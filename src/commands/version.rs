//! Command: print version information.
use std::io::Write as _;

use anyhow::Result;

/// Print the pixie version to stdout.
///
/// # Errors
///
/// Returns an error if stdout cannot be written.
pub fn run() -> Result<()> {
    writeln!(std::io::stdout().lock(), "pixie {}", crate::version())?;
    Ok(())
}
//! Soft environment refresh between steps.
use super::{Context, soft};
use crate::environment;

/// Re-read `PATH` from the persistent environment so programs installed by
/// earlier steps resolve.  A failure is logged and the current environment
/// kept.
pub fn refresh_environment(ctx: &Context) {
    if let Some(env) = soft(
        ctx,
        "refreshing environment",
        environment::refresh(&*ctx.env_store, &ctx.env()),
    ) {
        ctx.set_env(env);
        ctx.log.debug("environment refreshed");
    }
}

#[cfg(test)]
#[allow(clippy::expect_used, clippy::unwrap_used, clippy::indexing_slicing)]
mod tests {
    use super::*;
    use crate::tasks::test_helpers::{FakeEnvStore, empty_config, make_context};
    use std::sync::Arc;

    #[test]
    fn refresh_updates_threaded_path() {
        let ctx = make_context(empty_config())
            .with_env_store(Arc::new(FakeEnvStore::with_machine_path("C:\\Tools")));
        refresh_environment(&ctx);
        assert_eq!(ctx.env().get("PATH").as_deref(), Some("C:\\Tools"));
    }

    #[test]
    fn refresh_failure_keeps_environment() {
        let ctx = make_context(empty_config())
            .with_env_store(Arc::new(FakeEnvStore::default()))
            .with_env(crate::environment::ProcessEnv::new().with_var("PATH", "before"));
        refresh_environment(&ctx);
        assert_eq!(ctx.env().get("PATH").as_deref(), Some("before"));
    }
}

...

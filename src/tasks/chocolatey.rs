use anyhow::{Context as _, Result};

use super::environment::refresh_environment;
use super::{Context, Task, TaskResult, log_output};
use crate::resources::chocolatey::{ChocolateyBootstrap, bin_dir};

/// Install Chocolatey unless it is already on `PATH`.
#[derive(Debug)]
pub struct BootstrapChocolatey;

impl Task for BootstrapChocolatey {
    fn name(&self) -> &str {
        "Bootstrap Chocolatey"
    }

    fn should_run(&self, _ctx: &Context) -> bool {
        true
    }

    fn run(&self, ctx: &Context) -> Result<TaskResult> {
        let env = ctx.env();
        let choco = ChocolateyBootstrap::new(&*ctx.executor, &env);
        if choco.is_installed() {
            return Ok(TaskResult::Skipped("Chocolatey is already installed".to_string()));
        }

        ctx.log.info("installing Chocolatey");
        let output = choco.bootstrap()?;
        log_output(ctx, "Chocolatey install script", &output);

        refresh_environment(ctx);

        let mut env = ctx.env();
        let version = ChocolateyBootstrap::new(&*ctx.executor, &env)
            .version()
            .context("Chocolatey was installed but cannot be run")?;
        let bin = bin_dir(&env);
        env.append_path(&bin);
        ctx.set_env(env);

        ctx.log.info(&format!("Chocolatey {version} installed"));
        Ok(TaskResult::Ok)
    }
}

AIM OF THE TASK
Go through the listing above, count the lines that contain "ChocolateyBootstrap", and state that number alone.

SOLUTION TO THIS PROBLEM
3